ASSIGNED TASK -
Would you work out how many lines below include the word "None"? Only that number is wanted.

LISTED ENTRIES -
//! Treasury Simulator CLI
//!
//! Run the agent engine through crisis scenarios on a deterministic clock.

use clap::Parser;
use std::path::PathBuf;
use tracing::{error, info};
use tracing_subscriber::EnvFilter;
use treasury_core::catalog::builtin_scenarios;
use treasury_core::EngineConfig;
use treasury_sim::{SimConfig, SimError, SimResult, SimRunner};

/// Treasury agent simulation CLI
#[derive(Parser, Debug)]
#[command(name = "treasury-sim")]
#[command(about = "Run deterministic treasury agent simulations", long_about = None)]
struct Args {
    /// Master seed for determinism (0 = random from time)
    #[arg(short, long, default_value = "42")]
    seed: u64,

    /// Coordinator ticks per scenario run
    #[arg(short, long, default_value = "24")]
    ticks: u64,

    /// Scenario to run (market-crash, compliance-audit, governance-proposal, liquidity-crunch, all)
    #[arg(short = 'S', long, default_value = "all")]
    scenario: String,

    /// Verbose output
    #[arg(short, long)]
    verbose: bool,

    /// JSON output for CI parsing
    #[arg(long)]
    json: bool,

    /// Export per-tick frames and the final snapshot to a JSON file
    #[arg(long)]
    export: Option<PathBuf>,

    /// Engine configuration file (JSON); missing fields take defaults
    #[arg(long)]
    config: Option<PathBuf>,
}

fn init_logging(verbose: bool) {
    let level = if verbose { "debug" } else { "info" };
    let filter = EnvFilter::try_from_default_env().unwrap_or_else(|_| EnvFilter::new(level));
    if let Err(e) = tracing_subscriber::fmt().with_env_filter(filter).try_init() {
        eprintln!("Failed to set tracing subscriber: {}", e);
    }
}

fn base_seed(seed: u64) -> u64 {
    if seed != 0 {
        return seed;
    }
    std::time::SystemTime::now()
        .duration_since(std::time::UNIX_EPOCH)
        .map(|d| d.as_nanos() as u64)
        .unwrap_or(42)
}

async fn run(args: &Args) -> Result<Vec<SimResult>, SimError> {
    let engine = match &args.config {
        Some(path) => EngineConfig::from_json_file(path)?,
        None => EngineConfig::default(),
    };

    let catalog: Vec<String> = builtin_scenarios()?.into_iter().map(|s| s.id).collect();
    let scenarios: Vec<String> = if args.scenario == "all" {
        catalog
    } else if catalog.contains(&args.scenario) {
        vec![args.scenario.clone()]
    } else {
        eprintln!("Error: unknown scenario '{}'", args.scenario);
        eprintln!("Available scenarios: {}, all", catalog.join(", "));
        std::process::exit(2);
    };

    if args.export.is_some() && scenarios.len() > 1 {
        eprintln!("Error: --export only supports a single scenario, not 'all'");
        std::process::exit(2);
    }

    let config = SimConfig {
        seed: base_seed(args.seed),
        ticks: args.ticks,
        engine,
        ..Default::default()
    };
    let runner = SimRunner::new(config).with_frames(args.export.is_some());

    let mut results = Vec::with_capacity(scenarios.len());
    for scenario in &scenarios {
        let (result, export) = runner.run(scenario).await?;

        if !args.json {
            if result.passed {
                info!(
                    "✓ {} (seed={}) PASSED: {} decisions over {} ticks",
                    scenario, result.seed, result.metrics.decisions, result.total_ticks
                );
            } else {
                error!(
                    "✗ {} (seed={}) FAILED: {}",
                    scenario,
                    result.seed,
                    result.failure_reason.as_deref().unwrap_or("unknown")
                );
            }
        }

        if let Some(path) = &args.export {
            export.write_to_file(path)?;
            info!("Exported {} frames to {}", export.frames.len(), path.display());
        }
        results.push(result);
    }
    Ok(results)
}

#[tokio::main(flavor = "current_thread")]
async fn main() {
    let args = Args::parse();
    init_logging(args.verbose);

    if !args.json {
        info!("Treasury Simulator v{}", env!("CARGO_PKG_VERSION"));
    }

    let results = match run(&args).await {
        Ok(results) => results,
        Err(e) => {
            error!("Simulation aborted: {}", e);
            std::process::exit(2);
        }
    };

    let failed: Vec<&SimResult> = results.iter().filter(|r| !r.passed).collect();

    if args.json {
        let summary = serde_json::json!({
            "total": results.len(),
            "passed": results.len() - failed.len(),
            "failed": failed.len(),
            "results": results,
        });
        match serde_json::to_string_pretty(&summary) {
            Ok(json) => println!("{}", json),
            Err(e) => error!("Failed to encode summary: {}", e),
        }
    } else if failed.is_empty() {
        info!("All {} scenario runs passed", results.len());
    } else {
        error!("{}/{} scenario runs failed", failed.len(), results.len());
    }

    // Exit with proper code for CI
    if !failed.is_empty() {
        std::process::exit(1);
    }
}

ANSWER BOX -
2